As an interesting postscript, if we turn to consider what the broad masses of people were experiencing in the vaunted Sixties extolled by ‘radical’ feminists, the picture is invariably completely different to the model presented as a norm by writers like Dworkin. The entire ‘if you can remember the Sixties you weren’t there’ routine unthinkingly extolled in books, films and documentaries founders completely when we consider accounts of the period referring to mass experience, not just that of urban sophisticates:

He also became a familiar figure at Gloucester’s ‘Private Shop’ – its one licensed outlet for sex aids and pornography and so on. The Private Shop also used to be close to Cromwell Street. It used to be on Barton Street for several years. But the pressure of public opinion eventually moved it to the outskirts of the city. The move was resisted by Darker Enterprises, the shop’s owners. But in 1987 they finally gave in and moved to a premises on St Oswald’s Road, part of the South Wales-Birmingham ring road, well away from the town centre. The Private Shop now occupies a cabin in the cattle market (Burn, 2001: 158).

So, in a large English town we have one licensed sex shop to indulge the Sixties ‘wave’ of liberation. ‘Public opinion’ forcefully drives the Sex Shop to the outskirts of the city. Finally, the business is effectively closed, shrinking to a seedy, marginalized venue where coarse men trade and butcher cattle. It is difficult to see much liberation in this sordid saga: rather, sexuality plainly retains its illicit, pariah nature right through the 1960s into the modern era. These events briskly debunk the myth of Swinging London: plainly, British people in the provinces remained completely untouched by events in the metropolis. And this distinction was maintained in the Anglo-American world throughout the Sixties into the contemporary era.

A Few Good Men: Anglo Feminism and the Mythical ‘Man Shortage’ 
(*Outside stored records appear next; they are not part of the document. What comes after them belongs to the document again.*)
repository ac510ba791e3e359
//! Output formatting module.

mod formatter;
mod human;
mod json;

pub use formatter::OutputFormatter;

use human::HumanFormatter;
use json::JsonFormatter;

/// Creates an output formatter based on CLI flags
pub fn create_formatter(json: bool, verbose: bool, quiet: bool) -> Box<dyn OutputFormatter> {
    if json {
        Box::new(JsonFormatter)
    } else {
        Box::new(HumanFormatter::new(verbose, quiet))
    }
}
Let us consider the dust-jacket blurb on the back of Barbara Dafoe Whitehead’s ‘Why There Are No Good Men Left: The Romantic Plight of the New Single Woman’ (2003):

‘A double revolution is at work in modern American love. A revolution in higher education has created the most independent generation of young women in history, and a revolution in mating has created a prolonged search for Mr Right. Through extensive research and interviews, Whitehead documents the new social climate in which the demands of work, the rise of cohabitation, the disappearance of courtship, and the exacting standards of educated women are leading them to stay single longer and to find the search for a mate even harder when the time is right.’

This ‘man shortage’ has been a staple of Anglo-American pop-feminism since the early Seventies. Whitehead admits early on there is in fact no ‘man shortage’ at all: among American 30-34 year olds, there are four never-married men (30%) for every three never-married women (20%) (Whitehead, 2003: 10). Indeed if we accept Whitehead’s figures, there is obviously a ‘woman shortage’, confounding her whole thesis. Yet the rest of the book skirts this fact, focussing on such red herrings as cohabitation and the decline of courtship.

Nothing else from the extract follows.